BEGIN

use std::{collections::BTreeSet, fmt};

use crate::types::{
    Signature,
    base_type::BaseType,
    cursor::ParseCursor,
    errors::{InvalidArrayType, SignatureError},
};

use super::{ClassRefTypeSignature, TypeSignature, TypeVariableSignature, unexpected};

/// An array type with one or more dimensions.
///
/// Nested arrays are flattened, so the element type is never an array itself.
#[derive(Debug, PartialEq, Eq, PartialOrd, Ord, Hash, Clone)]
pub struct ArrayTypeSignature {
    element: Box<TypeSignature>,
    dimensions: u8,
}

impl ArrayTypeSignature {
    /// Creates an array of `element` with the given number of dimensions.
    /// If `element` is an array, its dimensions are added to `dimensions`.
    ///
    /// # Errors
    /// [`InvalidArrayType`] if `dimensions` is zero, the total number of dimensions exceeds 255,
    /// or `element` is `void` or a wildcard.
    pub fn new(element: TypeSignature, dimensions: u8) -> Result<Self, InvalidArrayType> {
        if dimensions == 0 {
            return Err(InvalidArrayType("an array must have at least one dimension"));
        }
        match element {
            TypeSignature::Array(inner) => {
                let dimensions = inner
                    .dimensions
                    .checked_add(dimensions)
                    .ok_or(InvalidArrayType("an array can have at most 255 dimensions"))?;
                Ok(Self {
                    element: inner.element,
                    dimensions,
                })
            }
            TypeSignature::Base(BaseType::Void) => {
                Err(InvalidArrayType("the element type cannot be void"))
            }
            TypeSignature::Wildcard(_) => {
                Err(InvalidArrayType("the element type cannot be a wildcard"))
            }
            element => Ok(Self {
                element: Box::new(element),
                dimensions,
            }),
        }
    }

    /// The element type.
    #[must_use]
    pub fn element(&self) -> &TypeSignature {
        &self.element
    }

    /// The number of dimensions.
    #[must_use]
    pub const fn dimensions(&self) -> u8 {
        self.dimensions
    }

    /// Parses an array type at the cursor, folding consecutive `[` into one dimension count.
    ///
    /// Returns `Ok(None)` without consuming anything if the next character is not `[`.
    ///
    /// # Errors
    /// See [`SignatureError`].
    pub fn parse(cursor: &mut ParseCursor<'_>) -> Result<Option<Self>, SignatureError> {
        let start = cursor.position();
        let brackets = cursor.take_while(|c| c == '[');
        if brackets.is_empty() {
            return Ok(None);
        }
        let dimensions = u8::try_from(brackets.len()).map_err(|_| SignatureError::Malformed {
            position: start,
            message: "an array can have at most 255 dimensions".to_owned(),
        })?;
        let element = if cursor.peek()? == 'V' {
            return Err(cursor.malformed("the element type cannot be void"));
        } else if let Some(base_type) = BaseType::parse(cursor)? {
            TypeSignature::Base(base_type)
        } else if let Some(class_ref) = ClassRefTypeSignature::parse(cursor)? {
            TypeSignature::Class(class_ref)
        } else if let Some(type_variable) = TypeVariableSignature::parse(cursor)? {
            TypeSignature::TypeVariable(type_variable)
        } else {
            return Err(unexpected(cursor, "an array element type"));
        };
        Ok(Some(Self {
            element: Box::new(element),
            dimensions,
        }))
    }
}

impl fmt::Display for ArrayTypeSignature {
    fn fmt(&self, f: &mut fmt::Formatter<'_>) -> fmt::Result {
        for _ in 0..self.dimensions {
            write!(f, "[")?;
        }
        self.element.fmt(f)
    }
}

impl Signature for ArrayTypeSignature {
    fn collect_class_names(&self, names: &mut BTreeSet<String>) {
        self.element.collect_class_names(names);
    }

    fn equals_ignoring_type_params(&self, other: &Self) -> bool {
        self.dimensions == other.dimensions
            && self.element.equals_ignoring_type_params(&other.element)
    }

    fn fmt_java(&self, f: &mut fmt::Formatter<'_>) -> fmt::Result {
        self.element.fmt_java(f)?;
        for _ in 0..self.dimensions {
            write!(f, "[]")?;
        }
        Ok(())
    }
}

END

_Task brief_. Your reply needs to reproduce all of the listing exactly.

_The completed task_.
use std::{collections::BTreeSet, fmt};

use crate::types::{
    Signature,
    base_type::BaseType,
    cursor::ParseCursor,
    errors::{InvalidArrayType, SignatureError},
};

use super::{ClassRefTypeSignature, TypeSignature, TypeVariableSignature, unexpected};

/// An array type with one or more dimensions.
///
/// Nested arrays are flattened, so the element type is never an array itself.
#[derive(Debug, PartialEq, Eq, PartialOrd, Ord, Hash, Clone)]
pub struct ArrayTypeSignature {
    element: Box<TypeSignature>,
    dimensions: u8,
}

impl ArrayTypeSignature {
    /// Creates an array of `element` with the given number of dimensions.
    /// If `element` is an array, its dimensions are added to `dimensions`.
    ///
    /// # Errors
    /// [`InvalidArrayType`] if `dimensions` is zero, the total number of dimensions exceeds 255,
    /// or `element` is `void` or a wildcard.
    pub fn new(element: TypeSignature, dimensions: u8) -> Result<Self, InvalidArrayType> {
        if dimensions == 0 {
            return Err(InvalidArrayType("an array must have at least one dimension"));
        }
        match element {
            TypeSignature::Array(inner) => {
                let dimensions = inner
                    .dimensions
                    .checked_add(dimensions)
                    .ok_or(InvalidArrayType("an array can have at most 255 dimensions"))?;
                Ok(Self {
                    element: inner.element,
                    dimensions,
                })
            }
            TypeSignature::Base(BaseType::Void) => {
                Err(InvalidArrayType("the element type cannot be void"))
            }
            TypeSignature::Wildcard(_) => {
                Err(InvalidArrayType("the element type cannot be a wildcard"))
            }
            element => Ok(Self {
                element: Box::new(element),
                dimensions,
            }),
        }
    }

    /// The element type.
    #[must_use]
    pub fn element(&self) -> &TypeSignature {
        &self.element
    }

    /// The number of dimensions.
    #[must_use]
    pub const fn dimensions(&self) -> u8 {
        self.dimensions
    }

    /// Parses an array type at the cursor, folding consecutive `[` into one dimension count.
    ///
    /// Returns `Ok(None)` without consuming anything if the next character is not `[`.
    ///
    /// # Errors
    /// See [`SignatureError`].
    pub fn parse(cursor: &mut ParseCursor<'_>) -> Result<Option<Self>, SignatureError> {
        let start = cursor.position();
        let brackets = cursor.take_while(|c| c == '[');
        if brackets.is_empty() {
            return Ok(None);
        }
        let dimensions = u8::try_from(brackets.len()).map_err(|_| SignatureError::Malformed {
            position: start,
            message: "an array can have at most 255 dimensions".to_owned(),
        })?;
        let element = if cursor.peek()? == 'V' {
            return Err(cursor.malformed("the element type cannot be void"));
        } else if let Some(base_type) = BaseType::parse(cursor)? {
            TypeSignature::Base(base_type)
        } else if let Some(class_ref) = ClassRefTypeSignature::parse(cursor)? {
            TypeSignature::Class(class_ref)
        } else if let Some(type_variable) = TypeVariableSignature::parse(cursor)? {
            TypeSignature::TypeVariable(type_variable)
        } else {
            return Err(unexpected(cursor, "an array element type"));
        };
        Ok(Some(Self {
            element: Box::new(element),
            dimensions,
        }))
    }
}

impl fmt::Display for ArrayTypeSignature {
    fn fmt(&self, f: &mut fmt::Formatter<'_>) -> fmt::Result {
        for _ in 0..self.dimensions {
            write!(f, "[")?;
        }
        self.element.fmt(f)
    }
}

impl Signature for ArrayTypeSignature {
    fn collect_class_names(&self, names: &mut BTreeSet<String>) {
        self.element.collect_class_names(names);
    }

    fn equals_ignoring_type_params(&self, other: &Self) -> bool {
        self.dimensions == other.dimensions
            && self.element.equals_ignoring_type_params(&other.element)
    }

    fn fmt_java(&self, f: &mut fmt::Formatter<'_>) -> fmt::Result {
        self.element.fmt_java(f)?;
        for _ in 0..self.dimensions {
            write!(f, "[]")?;
        }
        Ok(())
    }
}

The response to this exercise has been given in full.